**Stored dataset items**
◇ ◇ ◇ ◇ ◇ ◇ ◇
use ado_anchors::anchor::{self, AnchorKind, AnchorTarget, InvalidAnchor};
use speculate2::speculate;

fn targets(text: &str) -> Vec<(AnchorKind, String)> {
    anchor::parse(text)
        .map(|a| (a.kind(), a.identifier().to_string()))
        .collect()
}

speculate! {
    describe "parse" {
        it "finds nothing in plain text" {
            assert!(anchor::parse("no anchors here").next().is_none());
        }

        it "finds both kinds in order" {
            assert_eq!(
                targets("<<#42>> and <<Q#My/Path>>"),
                vec![
                    (AnchorKind::Container, "42".to_string()),
                    (AnchorKind::SavedQuery, "My/Path".to_string()),
                ]
            );
        }

        it "reports byte spans of each token" {
            let spans: Vec<_> = anchor::parse("é <<#7>> x <<Q#a b>>").map(|a| a.span).collect();
            assert_eq!(spans, vec![3..9, 12..21]);
        }

        it "returns non-overlapping matches ordered by start" {
            let text = "<<#1>><<#2>> <<Q#x>> <<#3>>";
            let spans: Vec<_> = anchor::parse(text).map(|a| a.span).collect();
            for pair in spans.windows(2) {
                assert!(pair[0].end <= pair[1].start);
            }
            assert_eq!(spans.len(), 4);
        }

        it "is deterministic across runs" {
            let text = "a <<#10>> b <<Q#Shared Queries/Open>> c";
            let first: Vec<_> = anchor::parse(text).collect();
            let second: Vec<_> = anchor::parse(text).collect();
            assert_eq!(first, second);
        }

        it "ignores malformed tokens" {
            assert!(targets("<<#>> <<#abc>> <<Q#>> <#5> <<# 5>>").is_empty());
        }

        it "does not let a query identifier span lines" {
            assert!(targets("<<Q#first\nsecond>>").is_empty());
        }

        it "keeps the shortest query identifier" {
            assert_eq!(
                targets("<<Q#one>> then >>"),
                vec![(AnchorKind::SavedQuery, "one".to_string())]
            );
        }
    }

    describe "parse_exact" {
        it "accepts a lone token with surrounding whitespace" {
            assert_eq!(anchor::parse_exact("  <<#9>> "), Some(AnchorTarget::container(9)));
        }

        it "rejects tokens with extra text" {
            assert_eq!(anchor::parse_exact("see <<#9>>"), None);
            assert_eq!(anchor::parse_exact("<<#9>><<#10>>"), None);
        }
    }

    describe "insert_anchor" {
        it "round-trips a container through parse" {
            let mut text = "Tracked in X today".to_string();
            let span = anchor::insert_anchor(&mut text, 11..12, &AnchorTarget::container(1234));

            assert_eq!(text, "Tracked in <<#1234>> today");
            let found: Vec<_> = anchor::parse(&text).collect();
            assert_eq!(found.len(), 1);
            assert_eq!(found[0].span, span);
            assert_eq!(found[0].kind(), AnchorKind::Container);
            assert_eq!(found[0].identifier(), "1234");
        }

        it "round-trips a saved query path" {
            let target = AnchorTarget::saved_query("Shared Queries/Team/Active Bugs").unwrap();
            let mut text = String::new();
            anchor::insert_anchor(&mut text, 0..0, &target);

            let found: Vec<_> = anchor::parse(&text).collect();
            assert_eq!(found[0].target, target);
        }

        it "inserts at a collapsed selection without removing text" {
            let mut text = "ab".to_string();
            anchor::insert_anchor(&mut text, 1..1, &AnchorTarget::container(5));
            assert_eq!(text, "a<<#5>>b");
        }

        it "clamps selections past the end" {
            let mut text = "ab".to_string();
            let span = anchor::insert_anchor(&mut text, 10..20, &AnchorTarget::container(5));
            assert_eq!(text, "ab<<#5>>");
            assert_eq!(span, 2..8);
        }
    }

    describe "saved_query validation" {
        it "rejects identifiers the grammar cannot carry" {
            assert!(matches!(AnchorTarget::saved_query(""), Err(InvalidAnchor::EmptyIdentifier)));
            assert!(AnchorTarget::saved_query("a>>b").is_err());
            assert!(AnchorTarget::saved_query("line\nbreak").is_err());
            assert!(AnchorTarget::saved_query("ends>").is_err());
        }
    }
}
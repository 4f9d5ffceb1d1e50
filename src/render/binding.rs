use std::fmt;
use std::sync::{Arc, Mutex, MutexGuard, PoisonError};

use uuid::Uuid;

use super::{BindingTarget, RenderContext, Resolved};

#[derive(Debug, Clone, Copy, PartialEq, Eq, Hash, PartialOrd, Ord)]
pub struct BindingId(Uuid);

impl BindingId {
    pub fn new() -> Self {
        Self(Uuid::new_v4())
    }

    pub fn parse(s: &str) -> Option<Self> {
        Uuid::parse_str(s).ok().map(Self)
    }
}

impl Default for BindingId {
    fn default() -> Self {
        Self::new()
    }
}

impl fmt::Display for BindingId {
    fn fmt(&self, f: &mut fmt::Formatter<'_>) -> fmt::Result {
        self.0.fmt(f)
    }
}

/// Load state of one binding.
///
/// Moves forward only: `Unloaded → Loading → Loaded | Error`, and `Error`
/// re-enters `Loading` when the user retries.
#[derive(Debug, Clone, PartialEq)]
pub enum LoadState {
    Unloaded,
    Loading,
    Loaded(Arc<Resolved>),
    Error(String),
}

impl LoadState {
    pub fn as_str(&self) -> &'static str {
        match self {
            Self::Unloaded => "unloaded",
            Self::Loading => "loading",
            Self::Loaded(_) => "loaded",
            Self::Error(_) => "error",
        }
    }
}

/// Result of one expansion request.
#[derive(Debug, Clone, PartialEq)]
pub enum Expansion {
    Loaded(Arc<Resolved>),
    Failed(String),
    /// A fetch for this binding is already running; nothing new was started.
    InFlight,
    /// The binding was torn down; any late response was dropped.
    Discarded,
}

struct BindingState {
    load: LoadState,
    attached: bool,
    expanded: bool,
    children: Option<Arc<RenderBinding>>,
}

/// Associates one anchor occurrence with its interactive element.
pub struct RenderBinding {
    id: BindingId,
    target: BindingTarget,
    ctx: Arc<RenderContext>,
    state: Mutex<BindingState>,
}

impl fmt::Debug for RenderBinding {
    fn fmt(&self, f: &mut fmt::Formatter<'_>) -> fmt::Result {
        f.debug_struct("RenderBinding")
            .field("id", &self.id)
            .field("target", &self.target)
            .field("state", &self.load_state().as_str())
            .finish()
    }
}

impl RenderBinding {
    pub fn new(target: BindingTarget, ctx: Arc<RenderContext>) -> Arc<Self> {
        Arc::new(Self {
            id: BindingId::new(),
            target,
            ctx,
            state: Mutex::new(BindingState {
                load: LoadState::Unloaded,
                attached: true,
                expanded: false,
                children: None,
            }),
        })
    }

    fn lock(&self) -> MutexGuard<'_, BindingState> {
        self.state.lock().unwrap_or_else(PoisonError::into_inner)
    }

    pub fn id(&self) -> BindingId {
        self.id
    }

    pub fn target(&self) -> &BindingTarget {
        &self.target
    }

    pub fn context(&self) -> &Arc<RenderContext> {
        &self.ctx
    }

    pub fn load_state(&self) -> LoadState {
        self.lock().load.clone()
    }

    pub fn is_attached(&self) -> bool {
        self.lock().attached
    }

    pub fn is_expanded(&self) -> bool {
        self.lock().expanded
    }

    pub fn collapse(&self) {
        self.lock().expanded = false;
    }

    /// Tear down: the element is gone, so late responses must not land.
    pub fn detach(&self) {
        let children = {
            let mut state = self.lock();
            state.attached = false;
            state.children.take()
        };
        if let Some(children) = children {
            children.detach();
        }
    }

    /// Expand the element, fetching on first use or after an error.
    pub async fn expand(&self) -> Expansion {
        {
            let mut state = self.lock();
            if !state.attached {
                return Expansion::Discarded;
            }
            state.expanded = true;
            match &state.load {
                LoadState::Loading => return Expansion::InFlight,
                LoadState::Loaded(resolved) => return Expansion::Loaded(resolved.clone()),
                LoadState::Unloaded | LoadState::Error(_) => state.load = LoadState::Loading,
            }
        }

        tracing::debug!(binding = %self.id, target = ?self.target, "loading");
        let mut pending = PendingLoad {
            binding: self,
            settled: false,
        };
        let result = self.ctx.resolve(&self.target).await;
        pending.settled = true;
        self.complete(result)
    }

    fn complete(&self, result: Result<Resolved, crate::client::ClientError>) -> Expansion {
        let mut state = self.lock();
        if !state.attached {
            tracing::debug!(binding = %self.id, "discarding response for torn-down binding");
            return Expansion::Discarded;
        }
        match result {
            Ok(resolved) => {
                let resolved = Arc::new(resolved);
                state.load = LoadState::Loaded(resolved.clone());
                Expansion::Loaded(resolved)
            }
            Err(err) => {
                let message = self.ctx.report(&err);
                state.load = LoadState::Error(message.clone());
                Expansion::Failed(message)
            }
        }
    }

    /// Back to `Unloaded` when a fetch was abandoned mid-flight.
    fn abandon(&self) {
        let mut state = self.lock();
        if state.load == LoadState::Loading {
            tracing::debug!(binding = %self.id, "load dropped before completion");
            state.load = LoadState::Unloaded;
        }
    }

    /// The nested children binding of a loaded container, created on first
    /// request. `None` for anything that is not a loaded work item.
    pub fn children(&self) -> Option<Arc<RenderBinding>> {
        let mut state = self.lock();
        if !state.attached {
            return None;
        }
        let parent_id = match &state.load {
            LoadState::Loaded(resolved) => match resolved.as_ref() {
                Resolved::WorkItem(item) => item.id,
                _ => return None,
            },
            _ => return None,
        };
        let ctx = self.ctx.clone();
        let child = state
            .children
            .get_or_insert_with(|| RenderBinding::new(BindingTarget::Children { parent_id }, ctx));
        Some(child.clone())
    }

    /// Open the children sub-view, loading it lazily.
    pub async fn open_children(&self) -> Option<Expansion> {
        let children = self.children()?;
        Some(children.expand().await)
    }

    /// Children binding if it has been opened before.
    pub fn existing_children(&self) -> Option<Arc<RenderBinding>> {
        self.lock().children.clone()
    }
}

/// Resets a binding stuck in `Loading` when the expanding future is dropped.
struct PendingLoad<'a> {
    binding: &'a RenderBinding,
    settled: bool,
}

impl Drop for PendingLoad<'_> {
    fn drop(&mut self) {
        if !self.settled {
            self.binding.abandon();
        }
    }
}
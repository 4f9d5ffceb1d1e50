use std::ops::Range;
use std::path::{Path, PathBuf};
use std::sync::Arc;
use std::time::Duration;

use anyhow::{bail, Context};
use clap::{ArgGroup, Parser, Subcommand};
use tracing_subscriber::{layer::SubscriberExt, util::SubscriberInitExt};

use ado_anchors::anchor::{self, AnchorTarget};
use ado_anchors::client::{HttpTransport, WorkItemClient};
use ado_anchors::config::Settings;
use ado_anchors::markdown;
use ado_anchors::present::{
    DetailView, ItemsView, MemoryHost, Presentation, PresentationController, QueryView, Tab, View,
};
use ado_anchors::render::live::{line_range, TextSurface};
use ado_anchors::render::read::PassContext;
use ado_anchors::render::{
    Expansion, LiveModeRenderer, ReadModeRenderer, RenderContext, TracingNotifier,
};

#[derive(Parser)]
#[command(name = "ado-anchors")]
#[command(about = "Resolve inline Azure DevOps anchors in plain-text documents")]
struct Cli {
    #[command(subcommand)]
    command: Commands,
}

#[derive(Subcommand)]
enum Commands {
    /// List the anchors in a file
    Parse { file: PathBuf },
    /// Show one work item
    Show {
        id: i64,
        /// description, contacts, children, or a configured group name
        #[arg(short, long)]
        tab: Option<String>,
    },
    /// List the child items of a work item
    Children { id: i64 },
    /// Run a saved query by id or path
    Query {
        query: String,
        /// Request the comprehensive field set
        #[arg(long)]
        full: bool,
    },
    /// Re-run a saved query on the refresh interval
    Watch {
        query: String,
        #[arg(long)]
        full: bool,
        /// Minutes between runs (defaults to the configured interval)
        #[arg(short, long)]
        interval: Option<u32>,
    },
    /// Render a markdown file with anchors replaced by controls
    Render {
        file: PathBuf,
        /// Expand every control, fetching its data
        #[arg(short, long)]
        expand: bool,
        /// Also open the children of expanded work items
        #[arg(long, requires = "expand")]
        children: bool,
    },
    /// Print live-mode decorations for visible line ranges
    Live {
        file: PathBuf,
        /// Visible zero-based line range `a..b`; repeatable. Whole file if omitted.
        #[arg(short, long = "lines")]
        lines: Vec<String>,
        /// Click the overlay at this byte offset and print its view
        #[arg(long)]
        click: Option<usize>,
    },
    /// Replace a byte range of a file with an anchor
    #[command(group(ArgGroup::new("target").required(true).args(["item", "query"])))]
    Insert {
        file: PathBuf,
        #[arg(long)]
        at: usize,
        /// End of the replaced selection (defaults to `--at`)
        #[arg(long)]
        to: Option<usize>,
        #[arg(long)]
        item: Option<u64>,
        #[arg(long)]
        query: Option<String>,
    },
}

/// Initialize tracing on stderr; stdout carries rendered output.
fn init_tracing() {
    let filter = tracing_subscriber::EnvFilter::new(
        std::env::var("RUST_LOG").unwrap_or_else(|_| "ado_anchors=info".into()),
    );

    tracing_subscriber::registry()
        .with(filter)
        .with(tracing_subscriber::fmt::layer().with_writer(std::io::stderr))
        .init();
}

/// A client over HTTP. Missing settings surface per operation as
/// `NotConfigured`, so offline commands still work.
fn build_client() -> anyhow::Result<WorkItemClient> {
    let settings = Settings::load()?;
    let base_url = settings.organization_url.clone().unwrap_or_default();
    let transport = HttpTransport::new(base_url, settings.personal_access_token.clone())
        .context("Failed to build HTTP client")?;
    Ok(WorkItemClient::new(Arc::new(transport), Arc::new(settings)))
}

fn read_file(path: &Path) -> anyhow::Result<String> {
    std::fs::read_to_string(path).with_context(|| format!("Failed to read {}", path.display()))
}

fn parse_tab(name: &str, view: &DetailView) -> anyhow::Result<Tab> {
    match view
        .tabs()
        .into_iter()
        .find(|(_, label)| label.eq_ignore_ascii_case(name))
    {
        Some((tab, _)) => Ok(tab),
        None => {
            let known: Vec<String> = view.tabs().into_iter().map(|(_, l)| l).collect();
            bail!("Unknown tab '{}' (expected one of: {})", name, known.join(", "))
        }
    }
}

fn parse_lines(spec: &str) -> anyhow::Result<Range<usize>> {
    let (start, end) = spec
        .split_once("..")
        .with_context(|| format!("Expected a line range like 3..10, got '{}'", spec))?;
    let start: usize = start.trim().parse().context("Invalid range start")?;
    let end: usize = end.trim().parse().context("Invalid range end")?;
    Ok(start..end)
}

fn print_expansion(label: &str, expansion: &Expansion) {
    match expansion {
        Expansion::Failed(message) => tracing::warn!(anchor = label, "{}", message),
        Expansion::Loaded(resolved) if resolved.is_empty() => {
            tracing::info!(anchor = label, "nothing found")
        }
        _ => {}
    }
}

#[tokio::main]
async fn main() -> anyhow::Result<()> {
    let cli = Cli::parse();
    init_tracing();

    match cli.command {
        Commands::Parse { file } => {
            let text = read_file(&file)?;
            for found in anchor::parse(&text) {
                println!(
                    "{}\t{}\t{}..{}",
                    found.kind().as_str(),
                    found.identifier(),
                    found.span.start,
                    found.span.end
                );
            }
        }
        Commands::Show { id, tab } => {
            let client = build_client()?;
            let item = client.fetch_container_by_id(id).await?;
            let detail = DetailView::new(item, client.clone());
            let tab = tab.map(|name| parse_tab(&name, &detail)).transpose()?;

            let mut controller =
                PresentationController::with_presentation(MemoryHost::new(), Presentation::Modal);
            controller.open(View::Detail(detail));
            if let Some(tab) = tab {
                controller.select_tab(tab).await;
            }
            if let Some(view) = controller.active_view() {
                print!("{}", view.render());
            }
        }
        Commands::Children { id } => {
            let client = build_client()?;
            let items = client.fetch_items_by_parent(id).await?;
            let view = View::Items(ItemsView {
                parent_id: Some(id),
                items,
            });
            print!("{}", view.render());
        }
        Commands::Query { query, full } => {
            let client = build_client()?;
            let rows = client.execute_saved_query(&query, full).await?;
            let view = View::Query(QueryView {
                identifier: query,
                rows,
            });
            print!("{}", view.render());
        }
        Commands::Watch {
            query,
            full,
            interval,
        } => {
            let client = build_client()?;
            let minutes = interval
                .filter(|m| *m > 0)
                .unwrap_or_else(|| client.settings().refresh_interval_minutes());
            tracing::info!(query = %query, minutes, "watching saved query");

            let mut ticker = tokio::time::interval(Duration::from_secs(u64::from(minutes) * 60));
            loop {
                tokio::select! {
                    _ = ticker.tick() => {
                        match client.execute_saved_query(&query, full).await {
                            Ok(rows) => {
                                let view = View::Query(QueryView { identifier: query.clone(), rows });
                                print!("{}", view.render());
                            }
                            Err(err) => tracing::warn!(error = %err, "refresh failed"),
                        }
                    }
                    _ = tokio::signal::ctrl_c() => {
                        tracing::info!("stopping");
                        break;
                    }
                }
            }
        }
        Commands::Render {
            file,
            expand,
            children,
        } => {
            let source = read_file(&file)?;
            let ctx = RenderContext::new(build_client()?, Arc::new(TracingNotifier));
            let renderer = ReadModeRenderer::new(ctx);

            let mut root = markdown::compile(&source);
            let cx = PassContext {
                source_path: Some(file.display().to_string()),
            };
            let created = renderer.process(&mut root, &cx);

            if expand {
                for id in created {
                    let label = id.to_string();
                    if let Some(expansion) = renderer.expand(id).await {
                        print_expansion(&label, &expansion);
                    }
                    if children {
                        if let Some(expansion) = renderer.open_children(id).await {
                            print_expansion(&label, &expansion);
                        }
                    }
                }
            }
            renderer.sync(&mut root);
            println!("{}", root.to_html());
            renderer.teardown();
        }
        Commands::Live { file, lines, click } => {
            let text = read_file(&file)?;
            let visible = if lines.is_empty() {
                vec![0..text.len()]
            } else {
                lines
                    .iter()
                    .map(|spec| parse_lines(spec).map(|r| line_range(&text, r)))
                    .collect::<anyhow::Result<Vec<_>>>()?
            };
            let surface = TextSurface::new(text, visible);

            let ctx = RenderContext::new(build_client()?, Arc::new(TracingNotifier));
            let renderer = LiveModeRenderer::new(ctx);
            for decoration in renderer.recompute(&surface) {
                println!(
                    "{}..{}\t{}",
                    decoration.range.start, decoration.range.end, decoration.overlay.label
                );
            }

            if let Some(position) = click {
                let mut controller = PresentationController::new(MemoryHost::new());
                match renderer.activate(position, &mut controller).await {
                    None => bail!("No anchor overlay at offset {}", position),
                    Some(Expansion::Failed(message)) => bail!(message),
                    Some(_) => {
                        if let Some(view) = controller.active_view() {
                            print!("{}", view.render());
                        }
                    }
                }
            }
            renderer.teardown();
        }
        Commands::Insert {
            file,
            at,
            to,
            item,
            query,
        } => {
            let target = match (item, query) {
                (Some(id), _) => AnchorTarget::container(id),
                (None, Some(query)) => AnchorTarget::saved_query(query)?,
                (None, None) => bail!("Either --item or --query is required"),
            };
            let mut text = read_file(&file)?;
            let span = anchor::insert_anchor(&mut text, at..to.unwrap_or(at), &target);
            std::fs::write(&file, &text)
                .with_context(|| format!("Failed to write {}", file.display()))?;
            println!("{}\t{}..{}", target, span.start, span.end);
        }
    }

    Ok(())
}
◇ ◇ ◇ ◇ ◇ ◇ ◇
**Work required**
Among the lines of the data, identify those with the word "usize". Copy each of them.

**Result of this task**
        click: Option<usize>,
        at: usize,
        to: Option<usize>,
fn parse_lines(spec: &str) -> anyhow::Result<Range<usize>> {
    let start: usize = start.trim().parse().context("Invalid range start")?;
    let end: usize = end.trim().parse().context("Invalid range end")?;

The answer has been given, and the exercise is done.